I made some good progress with drizzle. It's now smart enough to understand expressions, statements and control flow. It's barebones but functional. The lack of shorthand operators results in more typing than necessary, but that's something I'll fix in the future.

# Print even numbers
var x = 0
while x <= 10:
  if x % 2 == 0:
    print x
  x = x + 1

Each level of indentation increases the scope depth. Variables with different depths can shadow each other. In addition to the commonly known control flow constructs, drizzle also supports block statements, which "just" increases the scope depth.

# Shadowing
var x = 0
block:
  var x = x
  x = 1
  print x  # 1
print x  # 0

Blocks can also be labeled to break out of nested loops.

# Labeled blocks
block label:
  while true:
    while true:
      break label

Implementing the many binary operations in a clean, efficient and extensible way was quite the challenge. Internally, the binary function pops the right operand off the stack and takes a reference to the left operand, which will also be used as the destination.

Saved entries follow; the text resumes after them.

use core::fmt;
use core::marker::PhantomData;

use crate::expr::{Condition, Expr, NonAggregate, ResolvesIn, SubqueryList};
use crate::query::{Modification, Query};
use crate::schema::table_target;
use crate::sql::{SQL, Token};
use crate::traits::{Cons, Nil, SubsetOf, Table, ToSQL};
use crate::types::BooleanLike;

use super::{
    AssignList, Assignments, ConditionTables, ExecutableState, WithConditionSubqueries,
    assert_unique_columns, push_clause, set_list_sql,
};
#[cfg(any(feature = "postgres", feature = "sqlite"))]
use super::{Returning, ReturningList};
#[cfg(any(feature = "postgres", feature = "sqlite"))]
use crate::query::ResolveRow;

//------------------------------------------------------------------------------
// Type State Markers
//------------------------------------------------------------------------------

/// Marker for the initial state of UpdateBuilder.
#[derive(Debug, Clone, Copy, Default)]
pub struct UpdateInitial;

/// Marker for the state after SET clause
#[derive(Debug, Clone, Copy, Default)]
pub struct UpdateSetClauseSet;

/// Marker for the state after WHERE clause (or `unconditionally()`)
#[derive(Debug, Clone, Copy, Default)]
pub struct UpdateWhereSet;

/// Marker for the state after RETURNING clause
#[derive(Debug, Clone, Copy, Default)]
pub struct UpdateReturningSet;

impl ExecutableState for UpdateWhereSet {}
impl ExecutableState for UpdateReturningSet {}

//------------------------------------------------------------------------------
// UpdateBuilder
//------------------------------------------------------------------------------

#[derive(Debug, Clone)]
struct UpdateClauses {
    table: SQL,
    set: SQL,
    where_: SQL,
    returning: SQL,
}

impl UpdateClauses {
    fn into_sql(self) -> SQL {
        let mut sql = SQL::token(Token::UPDATE).append(self.table);
        push_clause(&mut sql, Token::SET, self.set);
        push_clause(&mut sql, Token::WHERE, self.where_);
        push_clause(&mut sql, Token::RETURNING, self.returning);
        sql
    }
}

/// An UPDATE statement under construction.
///
/// - `T`: the target table
/// - `State`: typestate marker
/// - `Ret`: resolved RETURNING list
/// - `Subs`: subqueries embedded in SET values and WHERE
///
/// ```compile_fail,E0277
/// use sqlweave_core::builder::update;
/// use sqlweave_core::schema::ColumnExt;
/// use sqlweave_core::table;
/// use sqlweave_core::types::Int;
///
/// table! { struct A("a") { n: Int } }
/// table! { struct B("b") { n: Int } }
///
/// // values may only read the updated table
/// let _ = update(A::default()).set(A::default().n.assign(B::default().n));
/// ```
pub struct UpdateBuilder<T, State, Ret = Nil, Subs = Nil> {
    clauses: UpdateClauses,
    _state: PhantomData<fn() -> (T, State, Ret, Subs)>,
}

/// Starts an UPDATE statement.
///
/// ```
/// use sqlweave_core::builder::update;
/// use sqlweave_core::expr::ExprExt;
/// use sqlweave_core::schema::ColumnExt;
/// use sqlweave_core::table;
/// use sqlweave_core::types::Int;
///
/// table! { struct Counter("counter") { id: Int, hits: Int } }
///
/// let c = Counter::default();
/// let query = update(c).set(c.hits.assign(c.hits + 1)).where_(c.id.eq(3)).build();
/// assert_eq!(
///     query.to_string(),
///     r#"UPDATE "counter" SET "hits" = "counter"."hits" + ? WHERE "counter"."id" = ?"#
/// );
/// ```
pub fn update<T: Table>(_table: T) -> UpdateBuilder<T, UpdateInitial> {
    UpdateBuilder {
        clauses: UpdateClauses {
            table: table_target::<T>(),
            set: SQL::empty(),
            where_: SQL::empty(),
            returning: SQL::empty(),
        },
        _state: PhantomData,
    }
}

impl<T, State, Ret, Subs> UpdateBuilder<T, State, Ret, Subs> {
    fn advance<S2, R2, Sb2>(self) -> UpdateBuilder<T, S2, R2, Sb2> {
        UpdateBuilder {
            clauses: self.clauses,
            _state: PhantomData,
        }
    }
}

impl<T: Table> UpdateBuilder<T, UpdateInitial> {
    /// Sets the SET clause.
    ///
    /// At least one assignment must be non-dynamic, so the clause is never
    /// empty. Values may read the target table.
    pub fn set<A, Is>(
        self,
        assignments: A,
    ) -> UpdateBuilder<T, UpdateSetClauseSet, Nil, <A::Items as AssignList<T>>::Subqueries>
    where
        A: Assignments<T>,
        <A::Items as AssignList<T>>::Tables: SubsetOf<Cons<T, Nil>, Is>,
    {
        const {
            assert_unique_columns(<A::Items as AssignList<T>>::NAMES);
            assert!(
                !<A::Items as AssignList<T>>::STATIC_NAMES.is_empty(),
                "update requires at least one non-dynamic assignment"
            );
        };
        let mut next = self.advance();
        next.clauses.set = set_list_sql(assignments.parts());
        next
    }
}

impl<T, Subs> UpdateBuilder<T, UpdateSetClauseSet, Nil, Subs>
where
    T: Table,
    Subs: SubqueryList,
{
    /// Adds a WHERE clause. The condition may only read the target table.
    pub fn where_<C, Is>(
        self,
        condition: C,
    ) -> UpdateBuilder<T, UpdateWhereSet, Nil, WithConditionSubqueries<C, Subs>>
    where
        C: Condition,
        <C::Expr as Expr>::SQLType: BooleanLike,
        <C::Expr as Expr>::Aggregate: NonAggregate,
        ConditionTables<C>: SubsetOf<Cons<T, Nil>, Is>,
    {
        let mut next = self.advance();
        next.clauses.where_ = condition.condition_sql();
        next
    }

    /// Explicitly updates every row.
    pub fn unconditionally(self) -> UpdateBuilder<T, UpdateWhereSet, Nil, Subs> {
        self.advance()
    }
}

#[cfg(any(feature = "postgres", feature = "sqlite"))]
impl<T, Subs> UpdateBuilder<T, UpdateWhereSet, Nil, Subs>
where
    T: Table,
{
    /// `RETURNING columns` of the updated rows.
    pub fn returning<L, Is, Rs>(
        self,
        columns: L,
    ) -> UpdateBuilder<T, UpdateReturningSet, Returning<L, Cons<T, Nil>, Rs>, Subs>
    where
        L: ReturningList<Cons<T, Nil>, Is, Rs>,
        L::Items: ResolveRow<Cons<T, Nil>, Rs>,
    {
        let mut next = self.advance();
        next.clauses.returning = columns.returning_sql();
        next
    }
}

impl<T, State, Ret, Subs> UpdateBuilder<T, State, Ret, Subs>
where
    T: Table,
    State: ExecutableState,
    Subs: SubqueryList,
{
    /// Finishes the statement. Subqueries may correlate with the target
    /// table.
    pub fn build<Js>(self) -> Query<Ret, Subs::Ctes, Modification>
    where
        Subs: ResolvesIn<Cons<T, Nil>, Js>,
    {
        Query::new(self.clauses.into_sql())
    }
}

impl<T, State, Ret, Subs> ToSQL for UpdateBuilder<T, State, Ret, Subs> {
    fn to_sql(&self) -> SQL {
        self.clauses.clone().into_sql()
    }

    fn into_sql(self) -> SQL {
        self.clauses.into_sql()
    }
}

impl<T, State, Ret, Subs> Clone for UpdateBuilder<T, State, Ret, Subs> {
    fn clone(&self) -> Self {
        Self {
            clauses: self.clauses.clone(),
            _state: PhantomData,
        }
    }
}

impl<T, State, Ret, Subs> fmt::Debug for UpdateBuilder<T, State, Ret, Subs> {
    fn fmt(&self, f: &mut fmt::Formatter<'_>) -> fmt::Result {
        f.debug_struct("UpdateBuilder")
            .field("sql", &self.to_sql().sql())
            .finish()
    }
}

#[cfg(test)]
mod tests {
    use super::*;
    use crate::dynamic::dynamic;
    use crate::schema::ColumnExt;
    use crate::table;
    use crate::traits::Nullable;
    use crate::types::{Dialect, Int, Text};

    table! {
        struct Profile("profile") {
            id: Int [primary_key],
            name: Text,
            bio: Nullable<Text>,
        }
    }

    #[test]
    fn dynamic_assignments_are_left_out() {
        let p = Profile::default();
        let query = update(p)
            .set((p.name.assign("n"), dynamic(false, p.bio.assign(None::<&str>))))
            .unconditionally()
            .build();
        assert_eq!(
            query.render(Dialect::SQLite).unwrap().sql,
            r#"UPDATE "profile" SET "name" = ?"#
        );
    }

    #[cfg(any(feature = "postgres", feature = "sqlite"))]
    #[test]
    fn returning_updated_rows() {
        let p = Profile::default();
        let query = update(p)
            .set(p.bio.assign(Some("hi")))
            .where_(crate::expr::eq(p.id, 1))
            .returning((p.id, p.bio))
            .build();
        let rendered = query.render(Dialect::PostgreSQL).unwrap();
        assert_eq!(
            rendered.sql,
            r#"UPDATE "profile" SET "bio" = $1 WHERE "profile"."id" = $2 RETURNING "profile"."id", "profile"."bio""#
        );
        let row = vec![crate::value::Value::Integer(1), crate::value::Value::Null];
        let (id, bio) = query.decode(&row).unwrap();
        assert_eq!((id, bio), (1, None));
    }
}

It then "hashes" the value types and uses a jump table to call an optimized handler.

void Vm::power() {
  binary("**", [](DzValue& dst, auto a, auto b) {
    using A = decltype(a);
    using B = decltype(b);

    if constexpr (is_dz_int_v<A, B> || is_dz_float_v<A, B>) {
      dst = std::pow(a, b);
      return true;
    }
    return false;
  });
}

The binary function also takes care of implicit type promotions. Inside the handler, we need to check which type the operands have and act accordingly. If the handler returns false, the operation doesn't support the operand types, and the VM throws a type error.

Line 1 | "test" ** 2

TypeError: bad operand types for '**': 'string' and 'int'

Nothing more to see here. Next up are functions, classes, garbage collection and some proper tests/documentation of the current state.